BEGIN RAW DATA

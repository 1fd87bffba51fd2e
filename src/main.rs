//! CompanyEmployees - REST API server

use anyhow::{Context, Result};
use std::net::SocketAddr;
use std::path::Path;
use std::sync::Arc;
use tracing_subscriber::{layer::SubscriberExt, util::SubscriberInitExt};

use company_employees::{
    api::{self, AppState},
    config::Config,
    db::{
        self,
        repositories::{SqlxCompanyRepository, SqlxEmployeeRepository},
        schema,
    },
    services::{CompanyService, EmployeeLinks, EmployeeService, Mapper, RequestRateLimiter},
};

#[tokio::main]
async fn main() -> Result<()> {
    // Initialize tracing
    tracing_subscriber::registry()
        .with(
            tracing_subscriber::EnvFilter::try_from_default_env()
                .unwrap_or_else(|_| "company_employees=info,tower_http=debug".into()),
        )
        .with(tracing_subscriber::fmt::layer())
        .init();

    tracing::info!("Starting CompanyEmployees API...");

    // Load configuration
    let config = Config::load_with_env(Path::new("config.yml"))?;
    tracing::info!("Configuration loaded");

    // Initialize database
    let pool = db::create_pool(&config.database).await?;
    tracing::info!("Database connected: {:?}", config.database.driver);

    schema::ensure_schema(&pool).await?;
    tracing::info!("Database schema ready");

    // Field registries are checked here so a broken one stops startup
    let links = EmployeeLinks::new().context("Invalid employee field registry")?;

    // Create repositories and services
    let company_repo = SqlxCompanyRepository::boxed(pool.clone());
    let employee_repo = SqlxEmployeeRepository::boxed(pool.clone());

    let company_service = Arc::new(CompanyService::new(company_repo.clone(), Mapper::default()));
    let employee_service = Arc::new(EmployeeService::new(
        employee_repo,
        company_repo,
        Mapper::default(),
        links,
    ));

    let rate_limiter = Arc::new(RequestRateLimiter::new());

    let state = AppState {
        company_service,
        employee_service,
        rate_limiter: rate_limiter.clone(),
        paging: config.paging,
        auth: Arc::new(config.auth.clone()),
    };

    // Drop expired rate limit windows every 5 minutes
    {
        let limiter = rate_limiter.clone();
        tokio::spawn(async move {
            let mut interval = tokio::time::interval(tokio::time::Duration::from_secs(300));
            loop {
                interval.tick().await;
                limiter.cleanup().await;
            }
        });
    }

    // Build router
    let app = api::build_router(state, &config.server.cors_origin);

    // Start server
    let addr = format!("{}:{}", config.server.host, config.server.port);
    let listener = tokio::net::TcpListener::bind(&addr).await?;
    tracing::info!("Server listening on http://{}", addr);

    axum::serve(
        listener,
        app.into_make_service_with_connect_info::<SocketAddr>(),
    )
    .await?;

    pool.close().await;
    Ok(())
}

END RAW DATA
BEGIN RAW DATA

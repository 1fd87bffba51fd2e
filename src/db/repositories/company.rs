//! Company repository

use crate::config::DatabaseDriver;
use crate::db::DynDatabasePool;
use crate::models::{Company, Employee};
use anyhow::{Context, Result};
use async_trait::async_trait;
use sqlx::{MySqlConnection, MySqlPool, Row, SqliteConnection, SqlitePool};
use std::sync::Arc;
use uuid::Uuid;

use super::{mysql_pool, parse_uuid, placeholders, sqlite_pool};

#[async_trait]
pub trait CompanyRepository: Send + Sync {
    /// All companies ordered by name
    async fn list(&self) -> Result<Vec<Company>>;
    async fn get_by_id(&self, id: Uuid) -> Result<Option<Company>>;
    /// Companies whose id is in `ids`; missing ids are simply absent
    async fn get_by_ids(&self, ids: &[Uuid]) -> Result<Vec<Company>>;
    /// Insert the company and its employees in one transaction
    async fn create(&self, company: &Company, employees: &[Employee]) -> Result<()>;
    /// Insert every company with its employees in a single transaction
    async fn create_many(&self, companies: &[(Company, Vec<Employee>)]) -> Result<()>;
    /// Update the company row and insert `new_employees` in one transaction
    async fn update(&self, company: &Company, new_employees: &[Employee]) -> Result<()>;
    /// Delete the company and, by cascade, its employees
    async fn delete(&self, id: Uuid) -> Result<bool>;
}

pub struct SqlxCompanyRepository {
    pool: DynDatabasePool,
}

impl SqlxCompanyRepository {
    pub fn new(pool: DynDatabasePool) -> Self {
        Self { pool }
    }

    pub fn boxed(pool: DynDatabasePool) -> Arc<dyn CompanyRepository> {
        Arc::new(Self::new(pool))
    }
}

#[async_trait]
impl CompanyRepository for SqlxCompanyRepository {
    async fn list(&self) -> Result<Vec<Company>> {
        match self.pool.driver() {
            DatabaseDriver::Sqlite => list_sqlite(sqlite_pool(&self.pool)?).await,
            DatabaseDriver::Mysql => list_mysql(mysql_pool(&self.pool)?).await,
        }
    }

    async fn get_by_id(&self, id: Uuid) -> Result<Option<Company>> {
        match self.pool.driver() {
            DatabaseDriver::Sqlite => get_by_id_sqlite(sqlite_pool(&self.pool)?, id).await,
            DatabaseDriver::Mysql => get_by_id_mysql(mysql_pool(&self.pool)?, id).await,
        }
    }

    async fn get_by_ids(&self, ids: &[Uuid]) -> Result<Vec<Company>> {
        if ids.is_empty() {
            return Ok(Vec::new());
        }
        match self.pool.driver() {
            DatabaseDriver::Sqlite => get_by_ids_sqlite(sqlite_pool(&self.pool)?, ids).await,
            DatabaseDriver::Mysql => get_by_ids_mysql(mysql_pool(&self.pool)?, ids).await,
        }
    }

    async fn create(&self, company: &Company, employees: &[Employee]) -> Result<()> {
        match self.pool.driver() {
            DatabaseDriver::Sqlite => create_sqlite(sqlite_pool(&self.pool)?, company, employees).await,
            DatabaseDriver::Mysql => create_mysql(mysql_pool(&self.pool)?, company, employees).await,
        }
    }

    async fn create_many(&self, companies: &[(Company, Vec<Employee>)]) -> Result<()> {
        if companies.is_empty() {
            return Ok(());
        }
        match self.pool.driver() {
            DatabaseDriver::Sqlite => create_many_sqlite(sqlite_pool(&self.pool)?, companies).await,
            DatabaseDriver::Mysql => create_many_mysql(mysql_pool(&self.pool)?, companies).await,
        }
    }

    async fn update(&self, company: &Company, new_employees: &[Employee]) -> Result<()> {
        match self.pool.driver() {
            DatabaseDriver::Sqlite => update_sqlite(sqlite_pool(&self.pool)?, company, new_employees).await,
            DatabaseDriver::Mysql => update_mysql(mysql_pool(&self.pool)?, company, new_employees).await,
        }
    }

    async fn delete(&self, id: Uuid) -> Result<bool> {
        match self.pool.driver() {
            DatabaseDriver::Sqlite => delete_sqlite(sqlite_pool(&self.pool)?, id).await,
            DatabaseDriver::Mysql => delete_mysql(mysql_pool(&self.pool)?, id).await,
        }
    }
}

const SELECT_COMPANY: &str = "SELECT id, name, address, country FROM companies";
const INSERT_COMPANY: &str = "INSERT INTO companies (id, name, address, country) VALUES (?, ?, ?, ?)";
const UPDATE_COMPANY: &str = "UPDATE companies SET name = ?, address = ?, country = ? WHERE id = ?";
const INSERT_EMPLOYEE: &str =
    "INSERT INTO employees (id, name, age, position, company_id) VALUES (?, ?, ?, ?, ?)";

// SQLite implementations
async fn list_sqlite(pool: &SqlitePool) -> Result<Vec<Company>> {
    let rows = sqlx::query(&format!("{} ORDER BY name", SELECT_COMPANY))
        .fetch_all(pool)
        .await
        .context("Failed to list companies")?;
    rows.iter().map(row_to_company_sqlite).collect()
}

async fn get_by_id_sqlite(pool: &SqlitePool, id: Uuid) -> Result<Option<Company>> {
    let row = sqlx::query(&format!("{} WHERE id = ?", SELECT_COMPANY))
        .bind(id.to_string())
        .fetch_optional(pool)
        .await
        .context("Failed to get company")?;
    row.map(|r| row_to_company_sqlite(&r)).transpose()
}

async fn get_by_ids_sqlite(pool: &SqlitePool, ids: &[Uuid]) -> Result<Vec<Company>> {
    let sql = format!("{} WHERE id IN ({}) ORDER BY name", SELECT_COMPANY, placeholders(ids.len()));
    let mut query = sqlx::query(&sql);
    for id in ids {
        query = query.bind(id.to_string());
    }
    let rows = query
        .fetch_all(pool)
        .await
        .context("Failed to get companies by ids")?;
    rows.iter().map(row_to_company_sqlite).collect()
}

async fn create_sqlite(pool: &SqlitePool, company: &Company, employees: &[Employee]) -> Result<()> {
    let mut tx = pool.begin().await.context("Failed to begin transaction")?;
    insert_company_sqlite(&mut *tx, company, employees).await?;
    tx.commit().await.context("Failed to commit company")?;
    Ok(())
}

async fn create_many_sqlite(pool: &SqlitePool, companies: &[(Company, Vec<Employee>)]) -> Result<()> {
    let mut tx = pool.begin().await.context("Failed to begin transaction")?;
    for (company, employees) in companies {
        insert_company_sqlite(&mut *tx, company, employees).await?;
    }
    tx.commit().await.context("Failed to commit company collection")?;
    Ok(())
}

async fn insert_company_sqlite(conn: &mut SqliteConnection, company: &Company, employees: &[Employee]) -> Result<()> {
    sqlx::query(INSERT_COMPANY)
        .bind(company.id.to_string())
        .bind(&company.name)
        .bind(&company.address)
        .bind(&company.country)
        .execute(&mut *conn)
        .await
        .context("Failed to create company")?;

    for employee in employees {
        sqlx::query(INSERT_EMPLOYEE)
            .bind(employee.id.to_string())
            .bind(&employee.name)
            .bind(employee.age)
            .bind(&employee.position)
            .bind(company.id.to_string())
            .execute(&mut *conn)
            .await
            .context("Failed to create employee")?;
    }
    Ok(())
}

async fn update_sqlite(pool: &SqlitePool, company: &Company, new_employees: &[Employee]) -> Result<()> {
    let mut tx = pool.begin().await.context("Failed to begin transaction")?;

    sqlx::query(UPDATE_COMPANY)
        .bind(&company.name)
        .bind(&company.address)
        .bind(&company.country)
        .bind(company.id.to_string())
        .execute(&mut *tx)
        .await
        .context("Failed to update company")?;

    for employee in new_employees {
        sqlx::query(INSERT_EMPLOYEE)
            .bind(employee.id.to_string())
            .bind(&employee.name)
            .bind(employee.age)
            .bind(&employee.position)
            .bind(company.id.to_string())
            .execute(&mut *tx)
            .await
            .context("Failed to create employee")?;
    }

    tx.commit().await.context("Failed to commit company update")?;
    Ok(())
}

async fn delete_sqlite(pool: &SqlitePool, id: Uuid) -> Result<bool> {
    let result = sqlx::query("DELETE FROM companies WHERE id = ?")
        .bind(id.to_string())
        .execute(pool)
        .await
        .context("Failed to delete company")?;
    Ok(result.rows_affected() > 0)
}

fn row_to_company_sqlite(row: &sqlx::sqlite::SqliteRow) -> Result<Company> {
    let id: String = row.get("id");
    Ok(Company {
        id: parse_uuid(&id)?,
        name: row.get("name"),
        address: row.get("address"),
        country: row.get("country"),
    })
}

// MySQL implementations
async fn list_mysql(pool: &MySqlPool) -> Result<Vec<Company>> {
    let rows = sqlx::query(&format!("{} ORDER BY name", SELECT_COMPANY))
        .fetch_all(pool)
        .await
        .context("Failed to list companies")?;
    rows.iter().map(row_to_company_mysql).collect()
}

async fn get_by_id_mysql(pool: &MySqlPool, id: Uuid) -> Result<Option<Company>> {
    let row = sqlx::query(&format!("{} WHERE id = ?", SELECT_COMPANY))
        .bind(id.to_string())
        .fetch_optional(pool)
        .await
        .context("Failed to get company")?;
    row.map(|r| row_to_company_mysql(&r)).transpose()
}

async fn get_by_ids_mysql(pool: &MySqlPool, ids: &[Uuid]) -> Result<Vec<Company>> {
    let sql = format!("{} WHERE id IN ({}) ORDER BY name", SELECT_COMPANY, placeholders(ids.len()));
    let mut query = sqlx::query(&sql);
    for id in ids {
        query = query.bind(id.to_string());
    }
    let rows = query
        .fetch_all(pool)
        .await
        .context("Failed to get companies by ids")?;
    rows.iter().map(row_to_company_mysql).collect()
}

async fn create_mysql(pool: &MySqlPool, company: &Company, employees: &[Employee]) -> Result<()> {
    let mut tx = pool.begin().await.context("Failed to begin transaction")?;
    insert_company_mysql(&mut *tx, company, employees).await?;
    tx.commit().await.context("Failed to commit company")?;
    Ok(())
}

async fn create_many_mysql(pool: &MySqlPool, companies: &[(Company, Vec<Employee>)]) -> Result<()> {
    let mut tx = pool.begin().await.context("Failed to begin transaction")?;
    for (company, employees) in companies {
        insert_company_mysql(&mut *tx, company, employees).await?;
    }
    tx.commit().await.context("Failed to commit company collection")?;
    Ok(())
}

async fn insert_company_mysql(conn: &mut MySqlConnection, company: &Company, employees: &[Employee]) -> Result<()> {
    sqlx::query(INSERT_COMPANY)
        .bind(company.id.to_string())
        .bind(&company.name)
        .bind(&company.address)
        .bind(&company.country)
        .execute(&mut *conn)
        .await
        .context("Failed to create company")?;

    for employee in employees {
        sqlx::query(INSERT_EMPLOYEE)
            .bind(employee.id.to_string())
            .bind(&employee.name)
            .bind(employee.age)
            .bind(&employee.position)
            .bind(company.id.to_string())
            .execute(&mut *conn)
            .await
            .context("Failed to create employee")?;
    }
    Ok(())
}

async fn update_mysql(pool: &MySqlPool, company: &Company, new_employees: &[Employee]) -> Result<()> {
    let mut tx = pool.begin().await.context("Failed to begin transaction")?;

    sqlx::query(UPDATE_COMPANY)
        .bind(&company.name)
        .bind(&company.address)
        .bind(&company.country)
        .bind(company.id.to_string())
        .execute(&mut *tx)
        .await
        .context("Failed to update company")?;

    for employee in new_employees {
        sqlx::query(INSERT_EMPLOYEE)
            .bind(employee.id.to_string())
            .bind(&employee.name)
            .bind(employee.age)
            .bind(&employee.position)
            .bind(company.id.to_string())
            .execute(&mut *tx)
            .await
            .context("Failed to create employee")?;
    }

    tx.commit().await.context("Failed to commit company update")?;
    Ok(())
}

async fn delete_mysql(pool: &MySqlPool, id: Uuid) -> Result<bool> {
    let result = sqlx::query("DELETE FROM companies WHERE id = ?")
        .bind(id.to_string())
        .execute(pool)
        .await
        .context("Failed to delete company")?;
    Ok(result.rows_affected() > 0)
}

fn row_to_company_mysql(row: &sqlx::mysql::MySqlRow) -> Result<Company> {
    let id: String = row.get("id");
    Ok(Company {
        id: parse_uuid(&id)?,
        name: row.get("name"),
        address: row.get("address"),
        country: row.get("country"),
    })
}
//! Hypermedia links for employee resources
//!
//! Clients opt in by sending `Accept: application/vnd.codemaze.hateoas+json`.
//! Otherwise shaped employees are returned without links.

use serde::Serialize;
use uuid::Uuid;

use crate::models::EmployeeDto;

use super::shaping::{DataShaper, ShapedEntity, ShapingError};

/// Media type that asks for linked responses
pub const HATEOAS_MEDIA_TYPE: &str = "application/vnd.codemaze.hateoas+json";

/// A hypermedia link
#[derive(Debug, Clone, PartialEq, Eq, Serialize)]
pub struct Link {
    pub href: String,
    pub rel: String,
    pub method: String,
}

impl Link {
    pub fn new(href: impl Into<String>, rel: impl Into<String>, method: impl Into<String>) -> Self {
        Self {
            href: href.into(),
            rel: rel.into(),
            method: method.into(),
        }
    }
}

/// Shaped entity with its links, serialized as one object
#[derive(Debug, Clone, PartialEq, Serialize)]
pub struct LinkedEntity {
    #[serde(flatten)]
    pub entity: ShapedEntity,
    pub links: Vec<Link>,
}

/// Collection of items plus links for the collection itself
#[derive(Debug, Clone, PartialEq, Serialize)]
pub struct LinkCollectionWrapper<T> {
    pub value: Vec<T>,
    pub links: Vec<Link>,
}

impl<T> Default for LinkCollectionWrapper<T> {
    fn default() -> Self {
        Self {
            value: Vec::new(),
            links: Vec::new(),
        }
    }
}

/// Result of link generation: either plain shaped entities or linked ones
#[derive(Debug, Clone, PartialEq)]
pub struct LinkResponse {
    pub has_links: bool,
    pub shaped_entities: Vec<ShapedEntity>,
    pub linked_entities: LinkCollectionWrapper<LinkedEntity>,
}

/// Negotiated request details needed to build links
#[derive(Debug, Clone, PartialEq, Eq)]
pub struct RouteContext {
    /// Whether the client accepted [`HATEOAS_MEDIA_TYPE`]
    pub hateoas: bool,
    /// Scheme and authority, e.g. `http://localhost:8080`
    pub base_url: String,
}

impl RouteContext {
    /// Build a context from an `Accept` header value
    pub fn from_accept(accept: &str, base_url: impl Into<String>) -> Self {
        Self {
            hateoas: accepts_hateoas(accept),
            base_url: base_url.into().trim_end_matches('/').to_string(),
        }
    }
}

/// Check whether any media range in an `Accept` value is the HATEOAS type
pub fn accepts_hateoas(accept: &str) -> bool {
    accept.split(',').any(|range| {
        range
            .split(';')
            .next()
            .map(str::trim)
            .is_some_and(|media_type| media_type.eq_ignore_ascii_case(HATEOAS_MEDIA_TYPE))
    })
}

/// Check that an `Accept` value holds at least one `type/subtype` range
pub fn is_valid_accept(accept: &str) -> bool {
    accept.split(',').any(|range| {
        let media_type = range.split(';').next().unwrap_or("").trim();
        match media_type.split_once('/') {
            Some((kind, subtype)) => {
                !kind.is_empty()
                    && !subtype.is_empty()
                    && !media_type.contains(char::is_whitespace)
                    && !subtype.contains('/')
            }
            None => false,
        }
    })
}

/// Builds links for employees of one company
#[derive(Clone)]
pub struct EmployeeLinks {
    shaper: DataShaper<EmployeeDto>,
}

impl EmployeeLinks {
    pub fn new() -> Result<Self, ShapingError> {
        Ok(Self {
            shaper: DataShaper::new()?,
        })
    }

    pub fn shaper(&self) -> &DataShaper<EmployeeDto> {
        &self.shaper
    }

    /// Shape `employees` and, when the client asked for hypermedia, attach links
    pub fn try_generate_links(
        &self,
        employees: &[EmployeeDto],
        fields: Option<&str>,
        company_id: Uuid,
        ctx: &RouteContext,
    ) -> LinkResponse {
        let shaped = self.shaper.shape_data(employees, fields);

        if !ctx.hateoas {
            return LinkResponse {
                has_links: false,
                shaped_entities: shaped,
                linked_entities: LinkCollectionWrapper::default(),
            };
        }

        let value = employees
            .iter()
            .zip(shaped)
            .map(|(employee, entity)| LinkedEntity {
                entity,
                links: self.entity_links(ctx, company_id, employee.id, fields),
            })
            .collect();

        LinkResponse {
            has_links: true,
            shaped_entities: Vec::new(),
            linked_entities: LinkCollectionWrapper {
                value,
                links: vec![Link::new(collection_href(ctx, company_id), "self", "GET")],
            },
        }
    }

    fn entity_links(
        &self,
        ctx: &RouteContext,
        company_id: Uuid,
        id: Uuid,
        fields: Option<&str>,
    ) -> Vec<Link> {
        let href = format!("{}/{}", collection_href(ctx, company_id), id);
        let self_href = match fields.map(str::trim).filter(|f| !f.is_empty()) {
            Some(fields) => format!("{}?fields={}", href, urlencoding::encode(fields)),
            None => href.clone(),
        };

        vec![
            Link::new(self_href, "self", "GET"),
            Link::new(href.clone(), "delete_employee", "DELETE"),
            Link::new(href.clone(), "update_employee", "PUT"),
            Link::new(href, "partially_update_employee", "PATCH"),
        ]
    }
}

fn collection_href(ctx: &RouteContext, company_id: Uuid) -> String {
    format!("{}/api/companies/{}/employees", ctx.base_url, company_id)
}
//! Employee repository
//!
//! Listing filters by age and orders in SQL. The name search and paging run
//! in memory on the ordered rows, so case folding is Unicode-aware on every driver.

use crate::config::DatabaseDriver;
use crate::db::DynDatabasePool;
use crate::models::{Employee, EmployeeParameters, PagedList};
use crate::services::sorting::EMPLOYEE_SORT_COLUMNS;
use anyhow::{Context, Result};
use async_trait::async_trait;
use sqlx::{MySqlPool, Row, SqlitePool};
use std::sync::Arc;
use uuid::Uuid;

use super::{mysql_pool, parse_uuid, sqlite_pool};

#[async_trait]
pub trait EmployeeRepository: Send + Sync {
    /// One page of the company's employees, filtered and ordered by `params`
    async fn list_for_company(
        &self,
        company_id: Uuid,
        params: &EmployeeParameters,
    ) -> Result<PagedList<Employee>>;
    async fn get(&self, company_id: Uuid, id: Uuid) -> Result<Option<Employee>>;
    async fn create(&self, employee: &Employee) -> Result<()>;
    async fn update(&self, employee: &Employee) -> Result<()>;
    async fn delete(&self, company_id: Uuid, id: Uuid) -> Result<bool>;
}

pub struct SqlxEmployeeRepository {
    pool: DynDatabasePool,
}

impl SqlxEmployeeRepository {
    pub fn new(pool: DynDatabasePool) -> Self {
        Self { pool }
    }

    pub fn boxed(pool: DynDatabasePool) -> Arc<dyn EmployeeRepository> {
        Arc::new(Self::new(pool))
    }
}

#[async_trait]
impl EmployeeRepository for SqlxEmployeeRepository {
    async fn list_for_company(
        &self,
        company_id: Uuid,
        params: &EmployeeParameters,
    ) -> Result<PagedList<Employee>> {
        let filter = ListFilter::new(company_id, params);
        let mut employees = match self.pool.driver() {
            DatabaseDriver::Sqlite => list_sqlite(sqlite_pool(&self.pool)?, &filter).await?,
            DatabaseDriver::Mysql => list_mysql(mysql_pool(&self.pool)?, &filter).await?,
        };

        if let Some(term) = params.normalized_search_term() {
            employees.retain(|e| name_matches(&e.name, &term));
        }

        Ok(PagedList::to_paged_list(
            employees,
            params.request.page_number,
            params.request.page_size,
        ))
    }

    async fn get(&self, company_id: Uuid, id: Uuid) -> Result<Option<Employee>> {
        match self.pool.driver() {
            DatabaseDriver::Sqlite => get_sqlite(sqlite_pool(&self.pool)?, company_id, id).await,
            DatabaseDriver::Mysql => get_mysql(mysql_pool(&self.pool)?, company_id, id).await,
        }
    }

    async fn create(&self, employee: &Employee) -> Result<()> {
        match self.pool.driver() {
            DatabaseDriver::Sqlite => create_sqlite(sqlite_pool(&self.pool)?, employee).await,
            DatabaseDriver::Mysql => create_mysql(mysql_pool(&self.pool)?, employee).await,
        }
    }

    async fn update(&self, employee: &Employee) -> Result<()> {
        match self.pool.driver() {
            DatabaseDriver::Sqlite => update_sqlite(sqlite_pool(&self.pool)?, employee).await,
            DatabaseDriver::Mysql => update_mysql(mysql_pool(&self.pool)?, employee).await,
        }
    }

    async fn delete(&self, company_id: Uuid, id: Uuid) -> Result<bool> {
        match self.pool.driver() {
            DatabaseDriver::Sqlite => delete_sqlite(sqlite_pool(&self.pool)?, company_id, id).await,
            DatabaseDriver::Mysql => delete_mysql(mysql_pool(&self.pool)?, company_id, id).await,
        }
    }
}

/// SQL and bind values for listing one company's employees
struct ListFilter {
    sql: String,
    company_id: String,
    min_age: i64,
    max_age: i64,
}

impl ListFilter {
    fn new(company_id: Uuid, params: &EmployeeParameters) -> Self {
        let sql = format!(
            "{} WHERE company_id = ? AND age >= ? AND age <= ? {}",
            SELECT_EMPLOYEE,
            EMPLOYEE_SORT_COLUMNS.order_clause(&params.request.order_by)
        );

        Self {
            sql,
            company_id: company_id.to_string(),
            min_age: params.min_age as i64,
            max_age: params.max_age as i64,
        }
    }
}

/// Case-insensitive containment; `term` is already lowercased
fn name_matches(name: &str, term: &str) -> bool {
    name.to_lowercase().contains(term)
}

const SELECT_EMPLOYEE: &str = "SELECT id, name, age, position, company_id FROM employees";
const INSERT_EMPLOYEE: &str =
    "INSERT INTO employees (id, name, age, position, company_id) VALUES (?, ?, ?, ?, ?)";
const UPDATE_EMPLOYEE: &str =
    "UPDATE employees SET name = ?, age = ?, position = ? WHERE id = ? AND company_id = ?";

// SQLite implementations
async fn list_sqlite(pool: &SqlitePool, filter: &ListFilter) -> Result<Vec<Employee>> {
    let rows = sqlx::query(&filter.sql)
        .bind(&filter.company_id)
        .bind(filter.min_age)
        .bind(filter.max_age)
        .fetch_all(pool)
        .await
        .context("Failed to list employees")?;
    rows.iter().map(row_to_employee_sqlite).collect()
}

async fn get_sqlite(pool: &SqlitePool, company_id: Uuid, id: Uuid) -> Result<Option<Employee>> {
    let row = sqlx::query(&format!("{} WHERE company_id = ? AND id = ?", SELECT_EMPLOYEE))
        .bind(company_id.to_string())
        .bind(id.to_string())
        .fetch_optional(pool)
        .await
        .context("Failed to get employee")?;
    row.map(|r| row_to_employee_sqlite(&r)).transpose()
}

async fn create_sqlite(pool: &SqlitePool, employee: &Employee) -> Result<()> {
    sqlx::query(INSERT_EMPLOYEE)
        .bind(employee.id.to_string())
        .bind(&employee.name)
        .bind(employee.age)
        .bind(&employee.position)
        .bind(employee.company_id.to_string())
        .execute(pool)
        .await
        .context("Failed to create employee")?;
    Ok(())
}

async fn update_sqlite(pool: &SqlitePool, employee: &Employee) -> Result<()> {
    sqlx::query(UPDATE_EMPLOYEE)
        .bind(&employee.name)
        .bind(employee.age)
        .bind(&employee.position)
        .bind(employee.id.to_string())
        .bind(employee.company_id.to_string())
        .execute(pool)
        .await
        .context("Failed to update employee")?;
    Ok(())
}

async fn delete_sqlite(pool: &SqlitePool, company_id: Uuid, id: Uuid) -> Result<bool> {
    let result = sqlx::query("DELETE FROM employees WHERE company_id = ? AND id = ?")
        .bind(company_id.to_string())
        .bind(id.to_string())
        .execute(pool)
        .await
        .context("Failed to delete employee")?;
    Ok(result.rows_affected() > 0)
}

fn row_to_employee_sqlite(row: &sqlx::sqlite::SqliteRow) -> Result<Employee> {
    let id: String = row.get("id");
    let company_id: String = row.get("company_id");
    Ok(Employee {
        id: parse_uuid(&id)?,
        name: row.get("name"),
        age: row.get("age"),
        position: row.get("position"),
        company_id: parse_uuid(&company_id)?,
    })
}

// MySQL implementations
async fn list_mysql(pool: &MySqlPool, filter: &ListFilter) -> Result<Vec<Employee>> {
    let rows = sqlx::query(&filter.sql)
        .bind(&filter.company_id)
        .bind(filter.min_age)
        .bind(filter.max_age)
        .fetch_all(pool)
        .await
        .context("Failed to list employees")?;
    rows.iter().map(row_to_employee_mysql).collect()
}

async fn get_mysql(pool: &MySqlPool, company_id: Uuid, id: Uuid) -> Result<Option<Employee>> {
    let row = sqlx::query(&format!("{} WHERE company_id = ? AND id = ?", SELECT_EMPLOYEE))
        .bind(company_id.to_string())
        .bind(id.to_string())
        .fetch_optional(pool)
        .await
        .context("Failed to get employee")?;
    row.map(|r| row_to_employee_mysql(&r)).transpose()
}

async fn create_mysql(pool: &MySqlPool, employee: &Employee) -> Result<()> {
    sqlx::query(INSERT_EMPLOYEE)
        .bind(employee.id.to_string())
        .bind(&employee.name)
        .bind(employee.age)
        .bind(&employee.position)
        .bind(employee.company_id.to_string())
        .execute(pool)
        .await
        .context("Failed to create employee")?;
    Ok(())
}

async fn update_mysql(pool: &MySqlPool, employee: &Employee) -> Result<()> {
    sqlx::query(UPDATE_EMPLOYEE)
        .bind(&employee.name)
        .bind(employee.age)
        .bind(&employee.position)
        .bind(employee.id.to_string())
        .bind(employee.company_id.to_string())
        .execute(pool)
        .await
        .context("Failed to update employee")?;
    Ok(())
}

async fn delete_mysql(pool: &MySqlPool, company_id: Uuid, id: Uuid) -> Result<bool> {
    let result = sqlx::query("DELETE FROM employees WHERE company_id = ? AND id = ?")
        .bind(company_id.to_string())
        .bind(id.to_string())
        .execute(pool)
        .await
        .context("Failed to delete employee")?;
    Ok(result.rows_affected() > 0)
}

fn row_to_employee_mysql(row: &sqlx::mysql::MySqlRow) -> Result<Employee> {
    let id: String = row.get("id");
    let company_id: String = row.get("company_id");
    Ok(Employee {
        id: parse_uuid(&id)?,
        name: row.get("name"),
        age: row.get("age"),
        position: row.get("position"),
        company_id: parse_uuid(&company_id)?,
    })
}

END RAW DATA

_YOUR OBJECTIVE_
In the data above, which lines have "json"? Report each of them.

_RESPONSE FOR THIS EXERCISE_
//! Clients opt in by sending `Accept: application/vnd.codemaze.hateoas+json`.
pub const HATEOAS_MEDIA_TYPE: &str = "application/vnd.codemaze.hateoas+json";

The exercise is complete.